Thursday, April 23, 2009

Walk before you run: learn the basics of Catholicism before you go deeper

Over the centuries, our faith has been developed more and more. Of course, right from the start, we've had everything we need for salvation. When I say start, I mean since Christ. From the beginning, we've had the Eucharist, Confession, the community of believers, leadership in the form of bishops and priests, our practices of prayer, fasting and almsgiving. The list, of course, goes on and on. Over the centuries, theology and spirituality have developed, with a lot of new information. For example, we've dug deeper into our sinful nature and how to align ourselves better with Christ. We've elaborated on various doctrine, such as the divinity of Christ, the trinity, transubstantiation, doctrines about Mary, etc. But I think along this path of development, recently we've tended to throw the baby out with the bathwater. I will give examples to show what I mean.

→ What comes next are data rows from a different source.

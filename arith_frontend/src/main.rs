use arith_frontend::config::runtime::{LogLevel, LoggingPreferences};
use arith_frontend::{logging, Frontend, RuntimeConfig};
use std::env;
use std::path::PathBuf;

#[derive(Debug, Clone, PartialEq)]
enum Input {
    Expression(String),
    File(PathBuf),
}

#[derive(Debug, Clone, Default, PartialEq)]
struct CliOptions {
    input: Option<Input>,
    show_tokens: bool,
    show_ast: bool,
    show_value: bool,
    debug: bool,
    config_path: Option<PathBuf>,
    help: bool,
}

impl CliOptions {
    /// Print the value when no other output was requested
    fn wants_value(&self) -> bool {
        self.show_value || !(self.show_tokens || self.show_ast)
    }
}

fn main() -> Result<(), Box<dyn std::error::Error>> {
    let args: Vec<String> = env::args().collect();
    let program_name = args.first().map(String::as_str).unwrap_or("arith_frontend");

    let options = match parse_options(&args[1.min(args.len())..]) {
        Ok(options) => options,
        Err(message) => {
            eprintln!("Error: {}", message);
            eprintln!("Usage: {} [OPTIONS] <expression>", program_name);
            eprintln!("       {} --help", program_name);
            std::process::exit(1);
        }
    };

    if options.help {
        print_help(program_name);
        return Ok(());
    }

    let config = match &options.config_path {
        Some(path) => match RuntimeConfig::load(path) {
            Ok(config) => config,
            Err(error) => {
                eprintln!("error: [{}] {}", error.error_code(), error);
                std::process::exit(1);
            }
        },
        None => RuntimeConfig::default(),
    };

    init_logging(&config, options.debug)?;

    let source = match &options.input {
        Some(Input::Expression(text)) => text.clone(),
        Some(Input::File(path)) => match std::fs::read_to_string(path) {
            Ok(text) => text,
            Err(error) => {
                eprintln!("error: cannot read {}: {}", path.display(), error);
                std::process::exit(1);
            }
        },
        None => {
            eprintln!("Error: no expression given");
            std::process::exit(1);
        }
    };

    let frontend = Frontend::with_config(&config)?.with_debug(options.debug);

    if options.show_tokens {
        match frontend.tokenize(&source) {
            Ok(tokens) => println!("{}", tokens.diagnostic()),
            Err(error) => {
                eprint!("{}", error.render(&source));
                std::process::exit(1);
            }
        }
    }

    if !(options.show_ast || options.wants_value()) {
        return Ok(());
    }

    match frontend.parse(&source) {
        Ok(expr) => {
            if options.show_ast {
                println!("{}", serde_json::to_string_pretty(&expr)?);
            }
            if options.wants_value() {
                println!("{}", expr.evaluate());
            }
        }
        Err(error) => {
            eprint!("{}", error.render(&source));
            std::process::exit(1);
        }
    }

    Ok(())
}

fn init_logging(config: &RuntimeConfig, debug: bool) -> Result<(), String> {
    let preferences = if debug {
        LoggingPreferences {
            enable_console_logging: true,
            min_log_level: LogLevel::Debug,
            ..config.logging.clone()
        }
    } else {
        config.logging.clone()
    };

    logging::config::init_runtime_preferences(preferences)?;
    logging::init_global_logging()
}

fn parse_options(args: &[String]) -> Result<CliOptions, String> {
    let mut options = CliOptions::default();

    let mut i = 0;
    while i < args.len() {
        match args[i].as_str() {
            "--help" | "-h" => options.help = true,
            "--tokens" => options.show_tokens = true,
            "--ast" => options.show_ast = true,
            "--eval" => options.show_value = true,
            "--debug" => options.debug = true,
            "--file" => {
                let path = args.get(i + 1).ok_or("--file requires a path")?;
                set_input(&mut options, Input::File(PathBuf::from(path)))?;
                i += 1;
            }
            "--config" => {
                let path = args.get(i + 1).ok_or("--config requires a path")?;
                options.config_path = Some(PathBuf::from(path));
                i += 1;
            }
            "--" => {
                // Everything after is the expression, even if it starts with '-'
                let rest = args[i + 1..].join(" ");
                set_input(&mut options, Input::Expression(rest))?;
                break;
            }
            other if other.starts_with("--") => {
                return Err(format!("Unknown option '{}'", other));
            }
            expression => set_input(&mut options, Input::Expression(expression.to_string()))?,
        }
        i += 1;
    }

    if options.input.is_none() && !options.help {
        return Err("missing expression".to_string());
    }

    Ok(options)
}

fn set_input(options: &mut CliOptions, input: Input) -> Result<(), String> {
    if options.input.is_some() {
        return Err("only one expression or --file may be given".to_string());
    }
    options.input = Some(input);
    Ok(())
}

fn print_help(program_name: &str) {
    println!("Arith Frontend v{}", env!("CARGO_PKG_VERSION"));
    println!("Lexer and parser for floating-point arithmetic expressions");
    println!();
    println!("USAGE:");
    println!("    {} [OPTIONS] <expression>", program_name);
    println!("    {} [OPTIONS] --file <path>", program_name);
    println!();
    println!("OPTIONS:");
    println!("    --tokens           Print the token stream");
    println!("    --ast              Print the AST as JSON");
    println!("    --eval             Print the value (default when no other output is chosen)");
    println!("    --debug            Log tokens and AST to the console");
    println!("    --config <path>    Load runtime preferences from a TOML file");
    println!("    --file <path>      Read the expression from a file");
    println!("    --help             Show this help message");
    println!();
    println!("NOTES:");
    println!("    Literals need a fractional part: 5.0, not 5");
    println!("    Operator chains group to the right: 8.0-3.0-1.0 is 8.0-(3.0-1.0)");
    println!();
    println!("EXAMPLES:");
    println!("    {} \"(2.0+3.0)*4.0\"", program_name);
    println!("    {} --tokens --ast \"1.5 / 0.5\"", program_name);
    println!();
    println!("BUILD:");
    println!("    {}", arith_frontend::config::build_info::source_info());
}

#[cfg(test)]
mod tests {
    use super::*;

    fn args(list: &[&str]) -> Vec<String> {
        list.iter().map(|s| s.to_string()).collect()
    }

    #[test]
    fn test_parse_options() {
        let options = parse_options(&args(&["--tokens", "--ast", "1.0+2.0"])).unwrap();
        assert!(options.show_tokens);
        assert!(options.show_ast);
        assert!(!options.wants_value());
        assert_eq!(options.input, Some(Input::Expression("1.0+2.0".into())));
    }

    #[test]
    fn test_eval_is_default() {
        let options = parse_options(&args(&["1.0"])).unwrap();
        assert!(options.wants_value());
    }

    #[test]
    fn test_file_and_config() {
        let options =
            parse_options(&args(&["--config", "prefs.toml", "--file", "expr.txt", "--debug"]))
                .unwrap();
        assert_eq!(options.config_path, Some(PathBuf::from("prefs.toml")));
        assert_eq!(options.input, Some(Input::File(PathBuf::from("expr.txt"))));
        assert!(options.debug);
    }

    #[test]
    fn test_double_dash_allows_leading_minus() {
        let options = parse_options(&args(&["--", "-1.0"])).unwrap();
        assert_eq!(options.input, Some(Input::Expression("-1.0".into())));
    }

    #[test]
    fn test_invalid_options() {
        assert!(parse_options(&args(&[])).is_err());
        assert!(parse_options(&args(&["--bogus", "1.0"])).is_err());
        assert!(parse_options(&args(&["--file"])).is_err());
        assert!(parse_options(&args(&["1.0", "2.0"])).is_err());
        assert!(parse_options(&args(&["--help"])).unwrap().help);
    }
}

One example is fasting. Fasting is eating less, often much less or nothing in order to reduce our reliance on material things and to bring us closer to God. But how many people actually fast? Over the years, the numbers have gone down to the point where people who fast are seen as weird. While the entirety of Lent was once a period of extreme harshness and austerity, it has become something of a conversation topic to people nowadays. People once strictly fasted for 40 days, now people fast a little for 1 day, maybe 2, mostly Good Friday and sometimes Ash Wednesday. However, even those 2 days out of 365 are often reduced to make it easier. For example, a common trend now, which I find rather antithetical is to have a large meal of fish and chips from a local store on Good Friday. This misses the point completely of fasting. We are to abstain from flesh meat, but this doesn't mean we have to eat as much non-flesh meat as we can. But this is not the worst part about it.
The worst thing is that people have the attitude that fasting is passé and that now we are so much more advanced. Even when priests are giving homilies, they will say, yes of course there is fasting from food, but there is also fasting from gossip and fasting from mean words, and fasting from complaints. While this is a very good point, people tend to see these things as substitutions, rather than additions. They believe that fasting from food was an archaic practice that no one does anymore and as long as you make some vague effort to "be a better person" everything will be fine and dandy.
But let's look to Christ as our example. He didn't make his Passion nice and easy. He didn't say, the point is I'm forgiving sins, so it doesn't matter what I do. Christ didn't go for a walk in the park on a nice day, Christ suffered more than anyone has ever suffered, then he died on the cross. Fasting is an ancient, tried and true practice which is very much still a part of Catholic life. Fasting enables people to deny themselves temporal goods so that they may achieve spiritual goods and grow closer to God. I recently did some fasting and received enormous graces. They are truly beneficial. I think people can often be very attached to their worldly pleasures and unless they truly fast from food, they will not experience this detachment from the world.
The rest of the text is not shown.